• _Extracted records_:
☆ ☆ ☆ ☆ ☆
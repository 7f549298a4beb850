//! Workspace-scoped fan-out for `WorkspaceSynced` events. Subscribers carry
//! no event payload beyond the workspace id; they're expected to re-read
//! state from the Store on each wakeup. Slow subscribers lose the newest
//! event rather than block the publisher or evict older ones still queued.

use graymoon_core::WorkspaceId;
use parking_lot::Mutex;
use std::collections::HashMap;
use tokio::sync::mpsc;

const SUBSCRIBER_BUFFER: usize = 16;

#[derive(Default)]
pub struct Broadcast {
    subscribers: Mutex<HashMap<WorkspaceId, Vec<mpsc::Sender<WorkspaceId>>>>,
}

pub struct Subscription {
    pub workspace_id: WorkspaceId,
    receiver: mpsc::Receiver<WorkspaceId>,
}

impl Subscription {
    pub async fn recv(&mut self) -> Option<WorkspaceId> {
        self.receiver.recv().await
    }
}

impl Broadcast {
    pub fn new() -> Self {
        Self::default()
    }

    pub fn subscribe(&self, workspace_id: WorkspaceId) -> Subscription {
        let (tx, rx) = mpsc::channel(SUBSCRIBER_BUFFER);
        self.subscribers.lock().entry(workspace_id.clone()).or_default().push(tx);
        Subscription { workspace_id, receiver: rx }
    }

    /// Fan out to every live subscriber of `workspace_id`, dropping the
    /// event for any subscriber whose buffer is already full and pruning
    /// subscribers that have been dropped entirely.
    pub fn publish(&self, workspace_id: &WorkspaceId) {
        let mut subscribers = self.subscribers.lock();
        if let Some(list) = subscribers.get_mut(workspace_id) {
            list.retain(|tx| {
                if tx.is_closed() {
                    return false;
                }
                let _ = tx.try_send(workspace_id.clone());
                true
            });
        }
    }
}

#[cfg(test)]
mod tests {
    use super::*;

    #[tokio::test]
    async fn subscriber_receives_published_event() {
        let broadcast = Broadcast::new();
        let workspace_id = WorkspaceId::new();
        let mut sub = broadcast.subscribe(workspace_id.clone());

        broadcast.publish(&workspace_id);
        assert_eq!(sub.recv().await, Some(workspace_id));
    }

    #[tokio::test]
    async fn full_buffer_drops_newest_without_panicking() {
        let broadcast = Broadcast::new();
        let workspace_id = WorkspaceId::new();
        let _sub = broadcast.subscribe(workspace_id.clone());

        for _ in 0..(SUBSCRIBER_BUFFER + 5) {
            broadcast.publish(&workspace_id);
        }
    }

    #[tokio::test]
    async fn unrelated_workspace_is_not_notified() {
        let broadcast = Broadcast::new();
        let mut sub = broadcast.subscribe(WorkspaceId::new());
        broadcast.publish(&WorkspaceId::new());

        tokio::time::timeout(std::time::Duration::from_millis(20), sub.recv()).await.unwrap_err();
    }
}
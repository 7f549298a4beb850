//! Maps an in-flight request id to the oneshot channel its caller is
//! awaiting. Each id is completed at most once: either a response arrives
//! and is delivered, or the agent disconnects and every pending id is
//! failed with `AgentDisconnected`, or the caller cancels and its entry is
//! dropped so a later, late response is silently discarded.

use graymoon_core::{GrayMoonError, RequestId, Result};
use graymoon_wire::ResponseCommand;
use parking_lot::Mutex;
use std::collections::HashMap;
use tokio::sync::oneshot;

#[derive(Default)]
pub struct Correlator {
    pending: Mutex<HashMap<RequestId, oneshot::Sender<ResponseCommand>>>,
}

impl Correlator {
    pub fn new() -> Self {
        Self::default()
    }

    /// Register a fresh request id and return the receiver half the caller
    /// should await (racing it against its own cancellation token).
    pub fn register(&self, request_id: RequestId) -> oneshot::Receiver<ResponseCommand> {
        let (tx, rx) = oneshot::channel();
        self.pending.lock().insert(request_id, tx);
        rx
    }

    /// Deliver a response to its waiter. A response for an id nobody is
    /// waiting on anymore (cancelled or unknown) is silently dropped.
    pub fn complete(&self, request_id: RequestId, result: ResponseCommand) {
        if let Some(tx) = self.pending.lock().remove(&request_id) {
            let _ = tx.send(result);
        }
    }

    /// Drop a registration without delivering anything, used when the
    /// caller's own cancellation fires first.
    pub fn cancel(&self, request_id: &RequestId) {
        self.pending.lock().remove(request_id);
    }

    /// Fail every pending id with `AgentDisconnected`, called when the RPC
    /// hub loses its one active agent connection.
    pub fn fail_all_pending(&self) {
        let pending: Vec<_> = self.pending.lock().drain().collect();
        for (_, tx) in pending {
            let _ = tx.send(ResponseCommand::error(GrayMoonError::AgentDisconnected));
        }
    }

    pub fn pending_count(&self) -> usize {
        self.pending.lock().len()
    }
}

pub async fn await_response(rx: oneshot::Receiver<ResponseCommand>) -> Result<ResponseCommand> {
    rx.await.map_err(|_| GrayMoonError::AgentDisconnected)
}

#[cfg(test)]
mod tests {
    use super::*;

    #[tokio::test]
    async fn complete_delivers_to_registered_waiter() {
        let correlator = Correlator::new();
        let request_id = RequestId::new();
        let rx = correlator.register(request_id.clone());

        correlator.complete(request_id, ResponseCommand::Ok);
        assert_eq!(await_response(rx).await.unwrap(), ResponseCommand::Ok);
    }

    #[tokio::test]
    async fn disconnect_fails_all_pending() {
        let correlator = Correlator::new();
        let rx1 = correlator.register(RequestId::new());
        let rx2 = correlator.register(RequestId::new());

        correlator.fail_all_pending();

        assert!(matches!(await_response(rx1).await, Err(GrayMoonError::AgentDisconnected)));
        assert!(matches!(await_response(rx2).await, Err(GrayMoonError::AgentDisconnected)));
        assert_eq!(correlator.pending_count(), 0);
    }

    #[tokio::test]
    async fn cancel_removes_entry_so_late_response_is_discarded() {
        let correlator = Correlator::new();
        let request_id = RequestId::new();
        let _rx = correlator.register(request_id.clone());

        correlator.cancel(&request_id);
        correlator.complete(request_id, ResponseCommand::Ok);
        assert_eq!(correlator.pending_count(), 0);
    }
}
☆ ☆ ☆ ☆ ☆
Copy every line of the entries in which "oneshot" can be found.

//! Maps an in-flight request id to the oneshot channel its caller is
use tokio::sync::oneshot;
    pending: Mutex<HashMap<RequestId, oneshot::Sender<ResponseCommand>>>,
    pub fn register(&self, request_id: RequestId) -> oneshot::Receiver<ResponseCommand> {
        let (tx, rx) = oneshot::channel();
pub async fn await_response(rx: oneshot::Receiver<ResponseCommand>) -> Result<ResponseCommand> {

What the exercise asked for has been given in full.